--- MATERIAL FOR THIS TASK ---

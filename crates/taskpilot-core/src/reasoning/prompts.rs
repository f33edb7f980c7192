//! Prompt text for keyword extraction and both reasoning strategies.

use crate::search::{SearchHit, OFFICIAL_TAG, TOOL_NAME};

/// Snippets embedded into a single-shot prompt.
pub const MAX_CONTEXT_SNIPPETS: usize = 5;

pub const KEYWORD_SYSTEM: &str = "You are a Feishu product expert. From the user's test task, \
produce search keywords for the Feishu help center.

Requirements:
1. Extract the core feature points of the task.
2. Use Feishu product terminology.
3. Return 2-3 search keywords, one per line.
4. Return only the keywords, no numbering and no explanations.";

pub fn keyword_user(task: &str) -> String {
    format!("Task: {}\n\nSearch keywords:", task)
}

/// The four authoring constraints every enhanced task must satisfy.
pub fn authoring_constraints(default_target: &str) -> String {
    format!(
        "You are a UI automation test engineer for the Feishu PC desktop client. Using the \
official documentation provided, rewrite the user's test point into concrete desktop UI steps, \
replacing vague concepts with explicit operations.

Follow these four principles:

1. Single-actor viewpoint
   - The current user is the only actor in the scenario.
   - Never describe what a recipient or counterpart does (no \"the recipient clicks\", no \"wait for a reply\").
   - Every check must be visible on the current user's screen.

2. Explicit target resolution
   - If the test point names a recipient, describe selecting it as a UI operation (search box, contact list).
   - If no recipient is named, operate on \"{}\" or on the current user.
   - Treat people as UI elements: choosing a contact is a sequence of clicks.

3. Desktop interaction vocabulary
   - Use PC terms: left-click, right-click, multi-select messages, sidebar, open in new window.
   - Describe the full chain select -> act -> verify and name the entry point of each operation.

4. Self-contained verification
   - Every verification is on the current user's interface.
   - Never rely on external feedback; verifications check the state of UI elements.",
        default_target
    )
}

pub fn single_shot_system(default_target: &str) -> String {
    format!(
        "{}\n\nOutput only the test steps. Do not add explanations and do not output URLs.",
        authoring_constraints(default_target)
    )
}

/// Numbered reference list for the single-shot prompt.
pub fn render_context(hits: &[SearchHit]) -> String {
    hits.iter()
        .take(MAX_CONTEXT_SNIPPETS)
        .enumerate()
        .map(|(i, hit)| {
            let tag = if hit.is_official { format!("{} ", OFFICIAL_TAG) } else { String::new() };
            format!(
                "{}. {}{}\n   Summary: {}\n   Link: {}",
                i + 1,
                tag,
                hit.title,
                hit.summary,
                hit.url
            )
        })
        .collect::<Vec<_>>()
        .join("\n\n")
}

pub fn single_shot_user(task: &str, context: &str) -> String {
    let context = if context.trim().is_empty() { "No search results." } else { context };
    format!(
        "Rewrite the following test point as detailed desktop UI steps.\n\n\
         [Original test point]\n{}\n\n\
         [Official documentation references]\n{}\n\n\
         [Completed test steps]",
        task, context
    )
}

pub fn agent_system(default_target: &str) -> String {
    format!(
        "{constraints}

You can use the following tool:

{tool}: searches the official Feishu help center and returns ranked documents. \
Action Input is a short search query.

Use exactly this format:

Thought: what you need to find out next
Action: {tool}
Action Input: the search query
Observation: the tool result (provided to you, never write it yourself)
... (Thought / Action / Action Input / Observation can repeat)
Thought: I now know the final answer
Final Answer: the completed test steps, without URLs",
        constraints = authoring_constraints(default_target),
        tool = TOOL_NAME
    )
}

pub fn agent_user(task: &str, seed_observation: &str) -> String {
    format!(
        "Test point: {}\n\nInitial references:\n{}\n\nBegin!\n\n",
        task, seed_observation
    )
}

/// Appended to the scratchpad when the model's output matched no format.
pub const FORMAT_REMINDER: &str = "Invalid format. Either call the tool with `Action:` and \
`Action Input:` lines, or give the result on a line starting with `Final Answer:`.";

/// Appended once the round limit is reached.
pub const FORCE_FINAL: &str = "\nYou have reached the step limit. Using the observations above, \
give your answer now on a line starting with \"Final Answer:\".\n";
//! In-test collaborator doubles.

use crate::error::{ActuatorError, LlmError, SearchError};
use crate::services::{Actuator, ActuatorOutcome, CompletionModel, RawHit, WebSearch};
use std::sync::Mutex;
use std::time::Duration;

/// Completion model that answers by matching a needle against the system prompt.
/// Rules are checked in insertion order; a rule with a queue pops one reply per call
/// and keeps repeating its last reply.
pub struct ScriptedModel {
    rules: Mutex<Vec<(String, Vec<Result<String, String>>)>>,
    fallback: Result<String, String>,
    calls: Mutex<Vec<(String, String)>>,
}

impl ScriptedModel {
    pub fn new() -> Self {
        Self {
            rules: Mutex::new(Vec::new()),
            fallback: Err("no scripted reply".to_string()),
            calls: Mutex::new(Vec::new()),
        }
    }

    pub fn failing() -> Self {
        Self::new()
    }

    pub fn on(self, needle: &str, reply: &str) -> Self {
        self.on_sequence(needle, vec![Ok(reply.to_string())])
    }

    pub fn on_sequence(self, needle: &str, replies: Vec<Result<String, String>>) -> Self {
        self.rules.lock().unwrap().push((needle.to_string(), replies));
        self
    }

    pub fn otherwise(mut self, reply: &str) -> Self {
        self.fallback = Ok(reply.to_string());
        self
    }

    /// Every (system, user) pair received so far.
    pub fn calls(&self) -> Vec<(String, String)> {
        self.calls.lock().unwrap().clone()
    }

    pub fn calls_matching(&self, needle: &str) -> Vec<(String, String)> {
        self.calls()
            .into_iter()
            .filter(|(system, _)| system.contains(needle))
            .collect()
    }
}

#[async_trait::async_trait]
impl CompletionModel for ScriptedModel {
    async fn complete(&self, system_prompt: &str, user_prompt: &str) -> Result<String, LlmError> {
        self.calls
            .lock()
            .unwrap()
            .push((system_prompt.to_string(), user_prompt.to_string()));
        let reply = {
            let mut rules = self.rules.lock().unwrap();
            rules
                .iter_mut()
                .find(|(needle, _)| system_prompt.contains(needle.as_str()))
                .map(|(_, replies)| {
                    if replies.len() > 1 {
                        replies.remove(0)
                    } else {
                        replies[0].clone()
                    }
                })
                .unwrap_or_else(|| self.fallback.clone())
        };
        reply.map_err(LlmError::Request)
    }
}

/// Search backend returning a fixed hit list (or always failing), recording queries.
pub struct StaticSearch {
    hits: Option<Vec<RawHit>>,
    queries: Mutex<Vec<String>>,
}

impl StaticSearch {
    pub fn new(hits: Vec<RawHit>) -> Self {
        Self {
            hits: Some(hits),
            queries: Mutex::new(Vec::new()),
        }
    }

    pub fn failing() -> Self {
        Self {
            hits: None,
            queries: Mutex::new(Vec::new()),
        }
    }

    pub fn queries(&self) -> Vec<String> {
        self.queries.lock().unwrap().clone()
    }
}

#[async_trait::async_trait]
impl WebSearch for StaticSearch {
    async fn search(&self, query: &str, _count: usize) -> Result<Vec<RawHit>, SearchError> {
        self.queries.lock().unwrap().push(query.to_string());
        self.hits
            .clone()
            .ok_or_else(|| SearchError::Status(503))
    }
}

/// Actuator that fails any instruction containing one of `failing` and records calls.
pub struct RecordingActuator {
    failing: Vec<String>,
    erroring: Vec<String>,
    panicking: Vec<String>,
    calls: Mutex<Vec<(String, String, Option<Duration>)>>,
}

impl RecordingActuator {
    pub fn new() -> Self {
        Self {
            failing: Vec::new(),
            erroring: Vec::new(),
            panicking: Vec::new(),
            calls: Mutex::new(Vec::new()),
        }
    }

    /// Reports a failed outcome for matching instructions.
    pub fn fail_on(mut self, needle: &str) -> Self {
        self.failing.push(needle.to_string());
        self
    }

    /// Returns an invocation error for matching instructions.
    pub fn error_on(mut self, needle: &str) -> Self {
        self.erroring.push(needle.to_string());
        self
    }

    /// Panics for matching instructions.
    pub fn panic_on(mut self, needle: &str) -> Self {
        self.panicking.push(needle.to_string());
        self
    }

    pub fn instructions(&self) -> Vec<String> {
        self.calls.lock().unwrap().iter().map(|c| c.0.clone()).collect()
    }

    pub fn calls(&self) -> Vec<(String, String, Option<Duration>)> {
        self.calls.lock().unwrap().clone()
    }
}

#[async_trait::async_trait]
impl Actuator for RecordingActuator {
    fn name(&self) -> &str {
        "recording"
    }

    async fn execute(
        &self,
        instruction: &str,
        target: &str,
        timeout: Option<Duration>,
    ) -> Result<ActuatorOutcome, ActuatorError> {
        self.calls
            .lock()
            .unwrap()
            .push((instruction.to_string(), target.to_string(), timeout));
        if self.panicking.iter().any(|n| instruction.contains(n.as_str())) {
            panic!("actuator crashed on {}", instruction);
        }
        if self.erroring.iter().any(|n| instruction.contains(n.as_str())) {
            return Err(ActuatorError::Spawn("ui-tars not installed".to_string()));
        }
        if self.failing.iter().any(|n| instruction.contains(n.as_str())) {
            return Ok(ActuatorOutcome::failed(format!("could not perform: {}", instruction)));
        }
        Ok(ActuatorOutcome::succeeded("done"))
    }
}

---

WORK INSTRUCTION – Show every line of the material above in which "keywords" is present.

REPLY TO THE EXERCISE –
produce search keywords for the Feishu help center.
3. Return 2-3 search keywords, one per line.
4. Return only the keywords, no numbering and no explanations.";
    format!("Task: {}\n\nSearch keywords:", task)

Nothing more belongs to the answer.